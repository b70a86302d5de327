//! POM reading: declared dependencies, dependency management, parent
//! reference and `${property}` interpolation.

use std::collections::BTreeMap;

use quick_xml::events::Event;
use quick_xml::Reader;
use trellis_util::errors::{TrellisError, TrellisResult};

const MAX_INTERPOLATION_PASSES: usize = 20;

/// The parts of a POM that matter for dependency resolution.
#[derive(Debug, Clone, Default, PartialEq)]
pub struct Pom {
    pub group_id: Option<String>,
    pub artifact_id: Option<String>,
    pub version: Option<String>,
    pub packaging: Option<String>,
    pub parent: Option<ParentRef>,
    pub properties: BTreeMap<String, String>,
    pub dependencies: Vec<PomDependency>,
    pub dependency_management: Vec<PomDependency>,
}

#[derive(Debug, Clone, Default, PartialEq)]
pub struct ParentRef {
    pub group_id: String,
    pub artifact_id: String,
    pub version: String,
}

/// A `<dependency>` element, either declared or managed.
#[derive(Debug, Clone, Default, PartialEq)]
pub struct PomDependency {
    pub group_id: String,
    pub artifact_id: String,
    pub version: Option<String>,
    pub scope: Option<String>,
    pub optional: bool,
    pub classifier: Option<String>,
    pub type_: Option<String>,
    /// `(groupId, artifactId)`; `*` stands for any.
    pub exclusions: Vec<(String, String)>,
}

impl PomDependency {
    fn is_same_module(&self, other: &PomDependency) -> bool {
        self.group_id == other.group_id && self.artifact_id == other.artifact_id
    }

    /// `<scope>import</scope>` with `<type>pom</type>`.
    pub fn is_bom_import(&self) -> bool {
        self.scope.as_deref() == Some("import") && self.type_.as_deref() == Some("pom")
    }

    fn interpolated(&self, pom: &Pom) -> Self {
        Self {
            group_id: pom.interpolate(&self.group_id),
            artifact_id: pom.interpolate(&self.artifact_id),
            version: self.version.as_deref().map(|v| pom.interpolate(v)),
            scope: self.scope.as_deref().map(|s| pom.interpolate(s)),
            classifier: self.classifier.as_deref().map(|c| pom.interpolate(c)),
            type_: self.type_.as_deref().map(|t| pom.interpolate(t)),
            ..self.clone()
        }
    }
}

impl Pom {
    pub fn effective_group_id(&self) -> Option<&str> {
        self.group_id
            .as_deref()
            .or(self.parent.as_ref().map(|p| p.group_id.as_str()))
    }

    pub fn effective_version(&self) -> Option<&str> {
        self.version
            .as_deref()
            .or(self.parent.as_ref().map(|p| p.version.as_str()))
    }

    /// Replace `${...}` references by POM properties or project fields.
    /// Unknown references are left as they are.
    pub fn interpolate(&self, input: &str) -> String {
        let mut result = input.to_string();
        for _ in 0..MAX_INTERPOLATION_PASSES {
            let Some(start) = result.find("${") else {
                break;
            };
            let Some(len) = result[start..].find('}') else {
                break;
            };
            let key = &result[start + 2..start + len];
            let Some(value) = self.property(key) else {
                break;
            };
            result = format!("{}{}{}", &result[..start], value, &result[start + len + 1..]);
        }
        result
    }

    fn property(&self, key: &str) -> Option<String> {
        let key = key.strip_prefix("pom.").map_or_else(
            || key.to_string(),
            |rest| format!("project.{rest}"),
        );
        match key.as_str() {
            "project.groupId" => self.effective_group_id().map(str::to_string),
            "project.artifactId" => self.artifact_id.clone(),
            "project.version" => self.effective_version().map(str::to_string),
            "project.packaging" => self.packaging.clone(),
            "project.parent.groupId" => self.parent.as_ref().map(|p| p.group_id.clone()),
            "project.parent.version" => self.parent.as_ref().map(|p| p.version.clone()),
            other => self.properties.get(other).cloned(),
        }
    }

    /// Take over what this POM inherits from `parent`: properties, group,
    /// version, managed versions and dependencies it doesn't redeclare.
    pub fn inherit(&mut self, parent: &Pom) {
        for (key, value) in &parent.properties {
            self.properties
                .entry(key.clone())
                .or_insert_with(|| value.clone());
        }
        if self.group_id.is_none() {
            self.group_id = parent.effective_group_id().map(str::to_string);
        }
        if self.version.is_none() {
            self.version = parent.effective_version().map(str::to_string);
        }
        for managed in &parent.dependency_management {
            if !self.dependency_management.iter().any(|d| d.is_same_module(managed)) {
                self.dependency_management.push(managed.clone());
            }
        }
        for dep in &parent.dependencies {
            if !self.dependencies.iter().any(|d| d.is_same_module(dep)) {
                self.dependencies.push(dep.clone());
            }
        }
    }

    /// Interpolate every dependency field against this POM's properties.
    pub fn interpolated(&self) -> Self {
        Self {
            dependencies: self.dependencies.iter().map(|d| d.interpolated(self)).collect(),
            dependency_management: self
                .dependency_management
                .iter()
                .map(|d| d.interpolated(self))
                .collect(),
            ..self.clone()
        }
    }

    pub fn bom_imports(&self) -> impl Iterator<Item = &PomDependency> {
        self.dependency_management.iter().filter(|d| d.is_bom_import())
    }

    pub fn managed_versions(&self) -> impl Iterator<Item = &PomDependency> {
        self.dependency_management
            .iter()
            .filter(|d| !d.is_bom_import() && d.version.is_some())
    }
}

/// Where the reader currently is, for the elements it collects.
enum Scope {
    Project,
    Parent(ParentRef),
    Dependency { managed: bool, dep: PomDependency },
    Exclusion { managed: bool, dep: PomDependency, exclusion: (String, String) },
}

pub fn parse_pom(xml: &str) -> TrellisResult<Pom> {
    let mut reader = Reader::from_str(xml);
    reader.config_mut().trim_text(true);

    let mut pom = Pom::default();
    let mut path: Vec<String> = Vec::new();
    let mut text = String::new();
    let mut scope = Scope::Project;

    loop {
        let event = reader
            .read_event()
            .map_err(|e| TrellisError::parse(format!("Malformed POM: {e}")))?;
        match event {
            Event::Start(e) => {
                path.push(String::from_utf8_lossy(e.name().as_ref()).into_owned());
                text.clear();
                match path_of(&path).as_str() {
                    "project>parent" => scope = Scope::Parent(ParentRef::default()),
                    "project>dependencies>dependency" => {
                        scope = Scope::Dependency {
                            managed: false,
                            dep: PomDependency::default(),
                        }
                    }
                    "project>dependencyManagement>dependencies>dependency" => {
                        scope = Scope::Dependency {
                            managed: true,
                            dep: PomDependency::default(),
                        }
                    }
                    p if p.ends_with(">exclusions>exclusion") => {
                        if let Scope::Dependency { managed, dep } =
                            std::mem::replace(&mut scope, Scope::Project)
                        {
                            scope = Scope::Exclusion {
                                managed,
                                dep,
                                exclusion: (String::new(), String::new()),
                            };
                        }
                    }
                    _ => {}
                }
            }
            Event::Text(e) => {
                text = e
                    .unescape()
                    .map_err(|e| TrellisError::parse(format!("Malformed POM text: {e}")))?
                    .into_owned();
            }
            Event::End(_) => {
                let element = path.last().map(String::as_str).unwrap_or_default();
                let depth = path.len();
                match &mut scope {
                    Scope::Project if depth == 2 => match element {
                        "groupId" => pom.group_id = Some(text.clone()),
                        "artifactId" => pom.artifact_id = Some(text.clone()),
                        "version" => pom.version = Some(text.clone()),
                        "packaging" => pom.packaging = Some(text.clone()),
                        _ => {}
                    },
                    Scope::Project if depth == 3 && path[1] == "properties" => {
                        pom.properties.insert(element.to_string(), text.clone());
                    }
                    Scope::Project => {}
                    Scope::Parent(parent) => match element {
                        "groupId" => parent.group_id = text.clone(),
                        "artifactId" => parent.artifact_id = text.clone(),
                        "version" => parent.version = text.clone(),
                        "parent" => {
                            if let Scope::Parent(parent) =
                                std::mem::replace(&mut scope, Scope::Project)
                            {
                                pom.parent = Some(parent);
                            }
                        }
                        _ => {}
                    },
                    Scope::Dependency { managed, dep } => match element {
                        "groupId" => dep.group_id = text.clone(),
                        "artifactId" => dep.artifact_id = text.clone(),
                        "version" => dep.version = Some(text.clone()),
                        "scope" => dep.scope = Some(text.clone()),
                        "optional" => dep.optional = text.trim() == "true",
                        "classifier" => dep.classifier = Some(text.clone()),
                        "type" => dep.type_ = Some(text.clone()),
                        "dependency" => {
                            let managed = *managed;
                            let dep = std::mem::take(dep);
                            if managed {
                                pom.dependency_management.push(dep);
                            } else {
                                pom.dependencies.push(dep);
                            }
                            scope = Scope::Project;
                        }
                        _ => {}
                    },
                    Scope::Exclusion { exclusion, .. } => match element {
                        "groupId" => exclusion.0 = text.clone(),
                        "artifactId" => exclusion.1 = text.clone(),
                        "exclusion" => {
                            if let Scope::Exclusion {
                                managed,
                                mut dep,
                                exclusion,
                            } = std::mem::replace(&mut scope, Scope::Project)
                            {
                                dep.exclusions.push(exclusion);
                                scope = Scope::Dependency { managed, dep };
                            }
                        }
                        _ => {}
                    },
                }
                path.pop();
                text.clear();
            }
            Event::Eof => break,
            _ => {}
        }
    }

    if let Some(open) = path.last() {
        return Err(TrellisError::parse(format!("POM ends inside <{open}>")));
    }
    if pom.artifact_id.is_none() {
        return Err(TrellisError::parse("POM has no artifactId"));
    }
    Ok(pom)
}

fn path_of(path: &[String]) -> String {
    path.join(">")
}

=== What is required ===
Scan the material for the word "filter". Return every line where it is found.

=== Answer section ===
        self.dependency_management.iter().filter(|d| d.is_bom_import())
            .filter(|d| !d.is_bom_import() && d.version.is_some())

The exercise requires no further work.